= Linda Williams Pickle =

American statistician

Linda Williams Pickle (born July 19, 1948) is an American statistician and expert in spatial analysis and data visualization, especially as applied to disease patterns. She worked as a researcher for the National Cancer Institute, for Georgetown University, and for the National Center for Health Statistics before becoming a statistics consultant and adjunct professor of geography and public health services at Pennsylvania State University.

==Education and career==
Pickle was born in Hampton Virginia but grew up in central Maryland. She attended Harford Community College and then transferred to Johns Hopkins University where she majored in quantitative studies. She graduated in their first co-educational class in 1974 with honors (Phi Beta Kappa), and then completed a Ph.D. in biostatistics at Johns Hopkins in 1977.

She worked as a biostatistician at the National Cancer Institute (NCI) from 1977 to 1988, analyzing environmental epidemiology studies and producing the second generation of NCI cancer atlases that included modeled time trend maps.

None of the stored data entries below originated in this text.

// crates/server/src/hub.rs
//! Fan-out of progress messages to live stream subscribers.

use std::collections::HashMap;
use std::sync::atomic::{AtomicU64, Ordering};
use std::sync::{Arc, Mutex, MutexGuard};

use autofollow_core::ProgressMessage;
use tokio::sync::mpsc;

use crate::jobs::SharedJobState;

pub type SubscriberId = u64;

/// Set of connected subscribers.
///
/// Subscribe and broadcast serialize on one lock: a new subscriber's `Status`
/// snapshot is queued before any broadcast that follows it, so every
/// subscriber sees non-decreasing counts.
pub struct BroadcastHub {
    state: Arc<SharedJobState>,
    next_id: AtomicU64,
    subscribers: Mutex<HashMap<SubscriberId, mpsc::UnboundedSender<ProgressMessage>>>,
}

impl BroadcastHub {
    pub fn new(state: Arc<SharedJobState>) -> Self {
        Self {
            state,
            next_id: AtomicU64::new(1),
            subscribers: Mutex::new(HashMap::new()),
        }
    }

    fn lock(&self) -> MutexGuard<'_, HashMap<SubscriberId, mpsc::UnboundedSender<ProgressMessage>>> {
        self.subscribers.lock().unwrap_or_else(|e| {
            tracing::error!("Mutex poisoned on subscriber set: {e}");
            e.into_inner()
        })
    }

    /// Register a subscriber. Its receiver already holds a `Status` snapshot.
    pub fn subscribe(&self) -> (SubscriberId, mpsc::UnboundedReceiver<ProgressMessage>) {
        let id = self.next_id.fetch_add(1, Ordering::Relaxed);
        let (tx, rx) = mpsc::unbounded_channel();

        let mut subscribers = self.lock();
        let snap = self.state.snapshot();
        // The receiver is in hand, so this cannot fail.
        let _ = tx.send(ProgressMessage::Status {
            is_running: snap.is_running,
            target_count: snap.target_count,
            current_count: snap.current_count,
        });
        subscribers.insert(id, tx);
        tracing::debug!(subscriber_id = id, total = subscribers.len(), "subscriber connected");

        (id, rx)
    }

    /// Remove a subscriber. Returns false if it was already gone.
    pub fn unsubscribe(&self, id: SubscriberId) -> bool {
        let mut subscribers = self.lock();
        let removed = subscribers.remove(&id).is_some();
        if removed {
            tracing::debug!(subscriber_id = id, total = subscribers.len(), "subscriber disconnected");
        }
        removed
    }

    /// Deliver `message` to every subscriber, dropping the ones whose
    /// receiver is gone. Returns the number of successful deliveries.
    pub fn broadcast(&self, message: ProgressMessage) -> usize {
        let mut subscribers = self.lock();
        let mut delivered = 0;
        subscribers.retain(|id, tx| match tx.send(message.clone()) {
            Ok(()) => {
                delivered += 1;
                true
            }
            Err(_) => {
                tracing::debug!(subscriber_id = *id, "dropping unreachable subscriber");
                false
            }
        });
        delivered
    }

    pub fn subscriber_count(&self) -> usize {
        self.lock().len()
    }
}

She then served as an adjunct assistant professor and research associate professor of community and family medicine at Georgetown University from 1983 to 1991, where she directed the biostatistics unit of the Vincent T. Lombardi Cancer Research Center from 1988 to 1991.

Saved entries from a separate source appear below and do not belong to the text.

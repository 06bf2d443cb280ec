// crates/server/src/error.rs
use axum::{
    extract::rejection::JsonRejection,
    http::StatusCode,
    response::{IntoResponse, Response},
    Json,
};
use serde::Serialize;
use thiserror::Error;

use crate::jobs::JobError;

/// Structured JSON error response for API errors
#[derive(Debug, Serialize)]
#[cfg_attr(test, derive(serde::Deserialize))]
pub struct ErrorResponse {
    pub error: String,
    #[serde(default, skip_serializing_if = "Option::is_none")]
    pub details: Option<String>,
}

impl ErrorResponse {
    pub fn new(error: impl Into<String>) -> Self {
        Self {
            error: error.into(),
            details: None,
        }
    }

    pub fn with_details(error: impl Into<String>, details: impl Into<String>) -> Self {
        Self {
            error: error.into(),
            details: Some(details.into()),
        }
    }
}

/// API error types that map to HTTP status codes
#[derive(Debug, Error)]
pub enum ApiError {
    #[error(transparent)]
    Job(#[from] JobError),

    #[error("Invalid request body: {0}")]
    InvalidBody(#[from] JsonRejection),
}

impl IntoResponse for ApiError {
    fn into_response(self) -> Response {
        let (status, error_response) = match &self {
            ApiError::Job(job_err) => {
                tracing::warn!(error = %job_err, "Control request rejected");
                (StatusCode::BAD_REQUEST, ErrorResponse::new(job_err.to_string()))
            }
            ApiError::InvalidBody(rejection) => {
                tracing::warn!(error = %rejection, "Malformed request body");
                (
                    StatusCode::BAD_REQUEST,
                    ErrorResponse::with_details("Invalid request body", rejection.body_text()),
                )
            }
        };

        (status, Json(error_response)).into_response()
    }
}

/// Result type alias for API handlers
pub type ApiResult<T> = Result<T, ApiError>;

She was a mathematical statistician at the National Center for Health Statistics from 1991 to 1999, and was project director for the center's Atlas of United States Mortality project which included cognitive research into how people read data from maps. She returned to the National Cancer Institute as a senior mathematical statistician from 1999 to 2007, before retiring to become owner and chief statistician of a consulting firm, StatNet Consulting. While at NCI, she started their geographic information systems (GIS) program and developed statistical models to examine spatial patterns of cancer. Her model to predict the number of new cancer cases is used by the American Cancer Society for their annual cancer report.

==Books==
Pickle is lead author of the books Atlas of U.S. Cancer Mortality Among Whites, 1950-1980 (National Cancer Institute, 1987), Atlas of U.S. Cancer Mortality Among Nonwhites, 1950-1980 (National Cancer Institute, 1990), Atlas of United States Mortality (National Center for Health Statistics, 1996) and coauthor of Visualizing Data Patterns with Micromaps with Daniel B. Carr (Chapman & Hall/CRC, 2010). In addition, she has published over 100 articles and numerous book chapters in the medical and statistical literature. Her work has been cited over 11,000 times.

==Recognition==
Pickle's 1996 Atlas received the International Blue Pencil Award for Best Illustrated Book in 1997 from the National Association of Government Communicators and a CDC Health Communications Award the same year. In 1997 she also received the Elijah White Memorial Award from the National Center for Health Statistics. In 2006 she received the ESRI Vision Award for her pioneering work applying GIS to health. Pickle was elected as a Fellow of the American Statistical Association in 2000.